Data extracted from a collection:
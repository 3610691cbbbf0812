use chrono::NaiveDate;
use serde::{Deserialize, Serialize};

#[derive(Debug, Clone, Serialize, Deserialize)]
pub struct Book {
    pub id: i64,
    pub title: String,
    pub author: Option<String>,
    pub total_chapters: u32,
    pub duration_weeks: u32,
    pub start_date: NaiveDate,
    pub is_active: bool,
    pub created_at: String,
}

#[derive(Debug, Clone, Serialize, Deserialize)]
pub struct Chapter {
    pub id: i64,
    pub book_id: i64,
    pub chapter_number: u32,
    pub week_number: u32,
}

#[derive(Debug, Clone, Serialize, Deserialize)]
pub struct Participant {
    pub id: i64,
    pub name: String,
    pub email: Option<String>,
    pub joined_at: String,
}

#[derive(Debug, Clone, Serialize, Deserialize)]
pub struct CheckIn {
    pub id: i64,
    pub participant_id: i64,
    pub book_id: i64,
    pub week_number: u32,
    pub reflection: Option<String>,
    pub created_at: String,
}

#[derive(Debug, Clone, Copy, PartialEq, Eq, Serialize, Deserialize)]
pub enum NotificationKind {
    Book,
    Inactivity,
}

impl NotificationKind {
    pub fn as_str(&self) -> &'static str {
        match self {
            NotificationKind::Book => "book",
            NotificationKind::Inactivity => "inactivity",
        }
    }

    pub fn from_str(s: &str) -> Option<Self> {
        match s.to_lowercase().as_str() {
            "book" => Some(NotificationKind::Book),
            "inactivity" => Some(NotificationKind::Inactivity),
            _ => None,
        }
    }
}

#[derive(Debug, Clone, Serialize, Deserialize)]
pub struct Notification {
    pub id: i64,
    pub participant_id: i64,
    pub kind: NotificationKind,
    pub title: String,
    pub body: String,
    pub read: bool,
    pub created_at: String,
}

// Reading pace relative to the book's weekly plan
#[derive(Debug, Clone, Copy, PartialEq, Eq, Serialize, Deserialize)]
pub enum PaceStatus {
    Ahead,
    OnTrack,
    Behind,
}

impl PaceStatus {
    pub fn as_str(&self) -> &'static str {
        match self {
            PaceStatus::Ahead => "ahead",
            PaceStatus::OnTrack => "on_track",
            PaceStatus::Behind => "behind",
        }
    }

    pub fn from_str(s: &str) -> Option<Self> {
        match s.to_lowercase().as_str() {
            "ahead" | "a" => Some(PaceStatus::Ahead),
            "on_track" | "on-track" | "ok" => Some(PaceStatus::OnTrack),
            "behind" | "b" => Some(PaceStatus::Behind),
            _ => None,
        }
    }

    pub fn label(&self) -> &'static str {
        match self {
            PaceStatus::Ahead => "Ahead",
            PaceStatus::OnTrack => "On Track",
            PaceStatus::Behind => "Behind",
        }
    }
}

// JSON output wrapper for CLI
#[derive(Debug, Serialize)]
pub struct JsonOutput<T: Serialize> {
    pub success: bool,
    pub data: Option<T>,
    pub error: Option<String>,
}

impl<T: Serialize> JsonOutput<T> {
    pub fn ok(data: T) -> Self {
        Self {
            success: true,
            data: Some(data),
            error: None,
        }
    }

    pub fn err(msg: impl Into<String>) -> Self {
        Self {
            success: false,
            data: None,
            error: Some(msg.into()),
        }
    }
}

#[cfg(test)]
mod tests {
    use super::*;

    mod pace_status_tests {
        use super::*;

        #[test]
        fn as_str_returns_correct_values() {
            assert_eq!(PaceStatus::Ahead.as_str(), "ahead");
            assert_eq!(PaceStatus::OnTrack.as_str(), "on_track");
            assert_eq!(PaceStatus::Behind.as_str(), "behind");
        }

        #[test]
        fn from_str_valid_inputs() {
            assert_eq!(PaceStatus::from_str("ahead"), Some(PaceStatus::Ahead));
            assert_eq!(PaceStatus::from_str("a"), Some(PaceStatus::Ahead));
            assert_eq!(PaceStatus::from_str("on_track"), Some(PaceStatus::OnTrack));
            assert_eq!(PaceStatus::from_str("on-track"), Some(PaceStatus::OnTrack));
            assert_eq!(PaceStatus::from_str("behind"), Some(PaceStatus::Behind));
        }

        #[test]
        fn from_str_case_insensitive() {
            assert_eq!(PaceStatus::from_str("AHEAD"), Some(PaceStatus::Ahead));
            assert_eq!(PaceStatus::from_str("Behind"), Some(PaceStatus::Behind));
        }

        #[test]
        fn from_str_invalid_returns_none() {
            assert_eq!(PaceStatus::from_str("invalid"), None);
            assert_eq!(PaceStatus::from_str(""), None);
        }

        #[test]
        fn label_returns_human_readable() {
            assert_eq!(PaceStatus::Ahead.label(), "Ahead");
            assert_eq!(PaceStatus::OnTrack.label(), "On Track");
            assert_eq!(PaceStatus::Behind.label(), "Behind");
        }

        #[test]
        fn round_trips_through_as_str() {
            for status in [PaceStatus::Ahead, PaceStatus::OnTrack, PaceStatus::Behind] {
                assert_eq!(PaceStatus::from_str(status.as_str()), Some(status));
            }
        }
    }

    mod notification_kind_tests {
        use super::*;

        #[test]
        fn as_str_returns_correct_values() {
            assert_eq!(NotificationKind::Book.as_str(), "book");
            assert_eq!(NotificationKind::Inactivity.as_str(), "inactivity");
        }

        #[test]
        fn from_str_valid_inputs() {
            assert_eq!(
                NotificationKind::from_str("book"),
                Some(NotificationKind::Book)
            );
            assert_eq!(
                NotificationKind::from_str("inactivity"),
                Some(NotificationKind::Inactivity)
            );
        }

        #[test]
        fn from_str_invalid_returns_none() {
            assert_eq!(NotificationKind::from_str("email"), None);
            assert_eq!(NotificationKind::from_str(""), None);
        }
    }

    mod json_output_tests {
        use super::*;

        #[test]
        fn ok_with_string() {
            let output = JsonOutput::ok("test data");
            assert!(output.success);
            assert_eq!(output.data, Some("test data"));
            assert!(output.error.is_none());
        }

        #[test]
        fn err_with_string() {
            let output = JsonOutput::<()>::err("something went wrong");
            assert!(!output.success);
            assert!(output.data.is_none());
            assert_eq!(output.error, Some("something went wrong".to_string()));
        }

        #[test]
        fn serializes_ok_correctly() {
            let output = JsonOutput::ok("test");
            let json = serde_json::to_string(&output).unwrap();
            assert!(json.contains("\"success\":true"));
            assert!(json.contains("\"data\":\"test\""));
            assert!(json.contains("\"error\":null"));
        }

        #[test]
        fn serializes_err_correctly() {
            let output = JsonOutput::<()>::err("error");
            let json = serde_json::to_string(&output).unwrap();
            assert!(json.contains("\"success\":false"));
            assert!(json.contains("\"error\":\"error\""));
        }
    }

    mod book_tests {
        use super::*;

        #[test]
        fn serializes_start_date_as_iso_date() {
            let book = Book {
                id: 1,
                title: "Meditations".to_string(),
                author: Some("Marcus Aurelius".to_string()),
                total_chapters: 12,
                duration_weeks: 4,
                start_date: NaiveDate::from_ymd_opt(2024, 3, 4).unwrap(),
                is_active: true,
                created_at: "2024-03-01T09:00:00+00:00".to_string(),
            };
            let json = serde_json::to_string(&book).unwrap();
            assert!(json.contains("\"start_date\":\"2024-03-04\""));
        }
    }
}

--- Work request ---
Wherever a line of the data holds "email", copy that line.

--- Problem solution ---
    pub email: Option<String>,
            assert_eq!(NotificationKind::from_str("email"), None);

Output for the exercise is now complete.